-- Problem to work on --
Scan the entries below for the word "format", then copy each line that holds it.

-- Data section --
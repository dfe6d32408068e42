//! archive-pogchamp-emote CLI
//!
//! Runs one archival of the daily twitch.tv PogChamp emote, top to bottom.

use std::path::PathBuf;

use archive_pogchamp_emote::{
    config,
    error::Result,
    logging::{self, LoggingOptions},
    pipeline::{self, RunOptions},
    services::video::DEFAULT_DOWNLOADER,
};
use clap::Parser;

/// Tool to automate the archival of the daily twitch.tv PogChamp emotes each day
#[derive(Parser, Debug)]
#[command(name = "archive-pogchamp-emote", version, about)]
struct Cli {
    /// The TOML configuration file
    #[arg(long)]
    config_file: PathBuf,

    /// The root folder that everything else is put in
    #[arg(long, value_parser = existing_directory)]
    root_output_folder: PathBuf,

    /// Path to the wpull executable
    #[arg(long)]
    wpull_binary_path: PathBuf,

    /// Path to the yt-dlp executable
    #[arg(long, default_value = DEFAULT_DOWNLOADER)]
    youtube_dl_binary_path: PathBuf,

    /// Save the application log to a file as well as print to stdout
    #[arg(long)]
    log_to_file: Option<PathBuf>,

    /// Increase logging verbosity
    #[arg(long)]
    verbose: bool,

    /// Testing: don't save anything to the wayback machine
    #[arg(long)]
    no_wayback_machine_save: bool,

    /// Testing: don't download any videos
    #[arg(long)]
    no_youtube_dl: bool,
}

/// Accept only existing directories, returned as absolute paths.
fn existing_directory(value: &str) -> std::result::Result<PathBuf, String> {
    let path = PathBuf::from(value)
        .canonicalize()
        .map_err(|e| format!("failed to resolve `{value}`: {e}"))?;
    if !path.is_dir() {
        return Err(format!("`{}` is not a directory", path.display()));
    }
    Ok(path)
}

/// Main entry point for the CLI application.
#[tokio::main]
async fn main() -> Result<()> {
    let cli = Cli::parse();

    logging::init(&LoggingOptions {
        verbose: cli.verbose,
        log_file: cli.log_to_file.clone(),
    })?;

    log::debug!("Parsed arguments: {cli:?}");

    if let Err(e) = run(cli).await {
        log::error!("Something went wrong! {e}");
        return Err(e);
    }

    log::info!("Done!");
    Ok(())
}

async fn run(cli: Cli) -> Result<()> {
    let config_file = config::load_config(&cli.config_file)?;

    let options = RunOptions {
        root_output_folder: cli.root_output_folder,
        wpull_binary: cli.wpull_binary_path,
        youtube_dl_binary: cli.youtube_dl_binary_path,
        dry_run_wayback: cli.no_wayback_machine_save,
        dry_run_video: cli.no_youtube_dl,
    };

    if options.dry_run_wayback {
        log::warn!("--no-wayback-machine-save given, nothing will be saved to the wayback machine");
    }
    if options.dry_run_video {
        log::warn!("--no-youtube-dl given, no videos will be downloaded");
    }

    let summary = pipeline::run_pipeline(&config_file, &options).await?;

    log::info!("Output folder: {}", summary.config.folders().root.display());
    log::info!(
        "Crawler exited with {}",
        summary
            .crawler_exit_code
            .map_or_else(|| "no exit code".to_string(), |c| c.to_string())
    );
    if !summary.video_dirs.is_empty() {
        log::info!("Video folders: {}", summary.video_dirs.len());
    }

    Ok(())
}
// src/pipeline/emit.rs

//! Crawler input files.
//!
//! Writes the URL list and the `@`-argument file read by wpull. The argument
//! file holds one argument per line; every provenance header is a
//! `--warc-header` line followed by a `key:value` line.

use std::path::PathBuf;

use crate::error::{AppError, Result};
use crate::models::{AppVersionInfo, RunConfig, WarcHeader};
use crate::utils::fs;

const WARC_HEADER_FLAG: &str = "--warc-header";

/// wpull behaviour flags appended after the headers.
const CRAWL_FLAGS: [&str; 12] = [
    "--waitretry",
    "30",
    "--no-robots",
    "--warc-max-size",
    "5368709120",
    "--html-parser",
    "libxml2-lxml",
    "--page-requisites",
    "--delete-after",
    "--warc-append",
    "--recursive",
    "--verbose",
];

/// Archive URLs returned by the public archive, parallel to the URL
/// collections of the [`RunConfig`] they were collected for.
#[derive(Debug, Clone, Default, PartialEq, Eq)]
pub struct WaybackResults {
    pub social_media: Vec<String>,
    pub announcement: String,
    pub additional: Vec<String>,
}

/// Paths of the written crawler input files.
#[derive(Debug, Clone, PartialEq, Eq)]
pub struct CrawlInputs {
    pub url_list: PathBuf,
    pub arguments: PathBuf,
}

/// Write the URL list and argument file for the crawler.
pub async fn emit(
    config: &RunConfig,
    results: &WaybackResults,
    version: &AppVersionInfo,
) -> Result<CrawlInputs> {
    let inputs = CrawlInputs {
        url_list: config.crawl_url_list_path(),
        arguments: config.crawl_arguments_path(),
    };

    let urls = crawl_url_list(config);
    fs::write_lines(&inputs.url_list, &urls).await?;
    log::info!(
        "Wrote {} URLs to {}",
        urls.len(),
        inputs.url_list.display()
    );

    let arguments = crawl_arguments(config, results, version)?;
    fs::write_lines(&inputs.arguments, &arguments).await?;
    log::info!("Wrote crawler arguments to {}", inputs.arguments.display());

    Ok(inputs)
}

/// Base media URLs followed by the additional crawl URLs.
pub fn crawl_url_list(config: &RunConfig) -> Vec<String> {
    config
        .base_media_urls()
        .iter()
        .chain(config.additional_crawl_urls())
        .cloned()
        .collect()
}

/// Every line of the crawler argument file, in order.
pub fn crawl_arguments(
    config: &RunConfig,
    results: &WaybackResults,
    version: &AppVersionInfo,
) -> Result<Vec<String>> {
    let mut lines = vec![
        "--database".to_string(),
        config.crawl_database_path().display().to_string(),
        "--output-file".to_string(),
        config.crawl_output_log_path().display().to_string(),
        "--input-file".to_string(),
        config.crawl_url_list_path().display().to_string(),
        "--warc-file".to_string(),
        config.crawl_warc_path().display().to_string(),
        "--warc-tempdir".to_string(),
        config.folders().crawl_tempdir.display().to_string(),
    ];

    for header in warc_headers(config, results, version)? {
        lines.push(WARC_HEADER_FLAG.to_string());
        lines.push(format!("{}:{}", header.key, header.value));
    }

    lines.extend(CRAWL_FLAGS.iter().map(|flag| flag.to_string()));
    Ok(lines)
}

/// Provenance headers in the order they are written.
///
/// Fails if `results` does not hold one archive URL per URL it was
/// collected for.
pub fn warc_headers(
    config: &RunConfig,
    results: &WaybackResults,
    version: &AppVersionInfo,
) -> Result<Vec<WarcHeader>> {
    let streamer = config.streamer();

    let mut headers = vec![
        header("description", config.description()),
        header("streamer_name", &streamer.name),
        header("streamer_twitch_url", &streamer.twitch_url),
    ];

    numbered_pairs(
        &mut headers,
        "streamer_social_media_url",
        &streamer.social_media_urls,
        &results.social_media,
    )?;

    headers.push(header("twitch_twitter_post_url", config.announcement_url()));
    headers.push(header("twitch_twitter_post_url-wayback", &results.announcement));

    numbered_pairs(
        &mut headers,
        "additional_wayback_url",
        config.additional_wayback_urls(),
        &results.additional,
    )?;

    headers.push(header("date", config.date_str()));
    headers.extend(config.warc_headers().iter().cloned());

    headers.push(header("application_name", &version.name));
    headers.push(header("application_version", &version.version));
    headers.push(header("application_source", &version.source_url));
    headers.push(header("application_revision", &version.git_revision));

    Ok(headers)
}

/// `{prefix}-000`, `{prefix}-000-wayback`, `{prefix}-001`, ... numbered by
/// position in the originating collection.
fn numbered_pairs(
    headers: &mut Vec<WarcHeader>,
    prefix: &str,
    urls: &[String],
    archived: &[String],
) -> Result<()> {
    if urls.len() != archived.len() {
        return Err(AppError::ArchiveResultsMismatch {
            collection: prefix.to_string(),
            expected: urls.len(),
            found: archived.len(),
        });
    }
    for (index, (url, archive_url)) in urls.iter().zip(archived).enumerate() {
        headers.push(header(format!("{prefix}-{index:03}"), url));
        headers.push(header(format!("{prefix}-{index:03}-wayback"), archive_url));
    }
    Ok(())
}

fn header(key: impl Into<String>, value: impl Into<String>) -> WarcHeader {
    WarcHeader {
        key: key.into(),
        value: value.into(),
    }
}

-- Task output --
        .map_err(|e| format!("failed to resolve `{value}`: {e}"))?;
        return Err(format!("`{}` is not a directory", path.display()));
        lines.push(format!("{}:{}", header.key, header.value));
        headers.push(header(format!("{prefix}-{index:03}"), url));
        headers.push(header(format!("{prefix}-{index:03}-wayback"), archive_url));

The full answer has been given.